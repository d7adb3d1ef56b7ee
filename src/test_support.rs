//! Scratch git repositories for tests.

use std::path::Path;
use std::process::Command;
use tempfile::TempDir;

/// Identity and signing settings so commits work on any machine.
const REPO_CONFIG: &[(&str, &str)] = &[
    ("user.email", "checkstyle@example.com"),
    ("user.name", "Checkstyle Tests"),
    ("commit.gpgsign", "false"),
    ("core.autocrlf", "false"),
];

/// A repository on branch `main` whose only commit adds `README.md` (`# Test`).
pub(crate) fn create_test_repo() -> TempDir {
    let temp_dir = TempDir::new().unwrap();
    let repo = temp_dir.path();

    git(repo, &["init", "--quiet"]);
    git(repo, &["symbolic-ref", "HEAD", "refs/heads/main"]);
    for (key, value) in REPO_CONFIG {
        git(repo, &["config", key, value]);
    }

    commit_file(repo, "README.md", "# Test\n", "Initial commit");
    temp_dir
}

/// Write `contents` to `file` (creating parent directories) and commit only that file.
pub(crate) fn commit_file(repo: &Path, file: &str, contents: &str, message: &str) {
    let target = repo.join(file);
    if let Some(parent) = target.parent() {
        std::fs::create_dir_all(parent).unwrap();
    }
    std::fs::write(&target, contents).unwrap();

    git(repo, &["add", "--", file]);
    git(repo, &["commit", "--quiet", "-m", message]);
}

/// Run git in `repo` and return trimmed stdout. Panics with git's output on failure.
pub(crate) fn git(repo: &Path, args: &[&str]) -> String {
    let output = Command::new("git")
        .current_dir(repo)
        .args(args)
        .output()
        .unwrap_or_else(|e| panic!("cannot run git {:?}: {}", args, e));

    assert!(
        output.status.success(),
        "git {:?} exited with {:?}\nstdout:\n{}\nstderr:\n{}",
        args,
        output.status.code(),
        String::from_utf8_lossy(&output.stdout),
        String::from_utf8_lossy(&output.stderr)
    );

    String::from_utf8_lossy(&output.stdout).trim().to_string()
}
//! Command implementations for checkstyle.
//!
//! The CLI has a single action, checking a revision range, implemented in
//! the `check` module.

mod check;

use crate::cli::Cli;
use crate::error::Result;

/// Dispatch the parsed command line to its implementation.
pub fn dispatch(cli: &Cli) -> Result<()> {
    check::cmd_check(cli)
}
//! Report rendering for checkstyle.
//!
//! Two formats are supported:
//! - `text`: per-commit sections with the offending hunks, coloured when
//!   the palette allows it
//! - `json`: the same data as a single JSON document

mod json;
mod palette;
mod text;


use clap::ValueEnum;

pub use json::write_json;
pub use palette::{ColorChoice, Colour, Palette};
pub use text::{write_commit, write_summary};

/// Output format selected on the command line.
#[derive(Debug, Clone, Copy, PartialEq, Eq, Default, ValueEnum)]
pub enum OutputFormat {
    /// Human-readable sections per commit.
    #[default]
    Text,
    /// One JSON document for the whole run.
    Json,
}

++++

- [INSTRUCTIONS TO FOLLOW]
Restate the full listing word for word, leaving out nothing.

- [EXERCISE ANSWER]
repository d7adb3d1ef56b7ee
filename src/test_support.rs
//! Scratch git repositories for tests.

use std::path::Path;
use std::process::Command;
use tempfile::TempDir;

/// Identity and signing settings so commits work on any machine.
const REPO_CONFIG: &[(&str, &str)] = &[
    ("user.email", "checkstyle@example.com"),
    ("user.name", "Checkstyle Tests"),
    ("commit.gpgsign", "false"),
    ("core.autocrlf", "false"),
];

/// A repository on branch `main` whose only commit adds `README.md` (`# Test`).
pub(crate) fn create_test_repo() -> TempDir {
    let temp_dir = TempDir::new().unwrap();
    let repo = temp_dir.path();

    git(repo, &["init", "--quiet"]);
    git(repo, &["symbolic-ref", "HEAD", "refs/heads/main"]);
    for (key, value) in REPO_CONFIG {
        git(repo, &["config", key, value]);
    }

    commit_file(repo, "README.md", "# Test\n", "Initial commit");
    temp_dir
}

/// Write `contents` to `file` (creating parent directories) and commit only that file.
pub(crate) fn commit_file(repo: &Path, file: &str, contents: &str, message: &str) {
    let target = repo.join(file);
    if let Some(parent) = target.parent() {
        std::fs::create_dir_all(parent).unwrap();
    }
    std::fs::write(&target, contents).unwrap();

    git(repo, &["add", "--", file]);
    git(repo, &["commit", "--quiet", "-m", message]);
}

/// Run git in `repo` and return trimmed stdout. Panics with git's output on failure.
pub(crate) fn git(repo: &Path, args: &[&str]) -> String {
    let output = Command::new("git")
        .current_dir(repo)
        .args(args)
        .output()
        .unwrap_or_else(|e| panic!("cannot run git {:?}: {}", args, e));

    assert!(
        output.status.success(),
        "git {:?} exited with {:?}\nstdout:\n{}\nstderr:\n{}",
        args,
        output.status.code(),
        String::from_utf8_lossy(&output.stdout),
        String::from_utf8_lossy(&output.stderr)
    );

    String::from_utf8_lossy(&output.stdout).trim().to_string()
}
//! Command implementations for checkstyle.
//!
//! The CLI has a single action, checking a revision range, implemented in
//! the `check` module.

mod check;

use crate::cli::Cli;
use crate::error::Result;

/// Dispatch the parsed command line to its implementation.
pub fn dispatch(cli: &Cli) -> Result<()> {
    check::cmd_check(cli)
}
//! Report rendering for checkstyle.
//!
//! Two formats are supported:
//! - `text`: per-commit sections with the offending hunks, coloured when
//!   the palette allows it
//! - `json`: the same data as a single JSON document

mod json;
mod palette;
mod text;


use clap::ValueEnum;

pub use json::write_json;
pub use palette::{ColorChoice, Colour, Palette};
pub use text::{write_commit, write_summary};

/// Output format selected on the command line.
#[derive(Debug, Clone, Copy, PartialEq, Eq, Default, ValueEnum)]
pub enum OutputFormat {
    /// Human-readable sections per commit.
    #[default]
    Text,
    /// One JSON document for the whole run.
    Json,
}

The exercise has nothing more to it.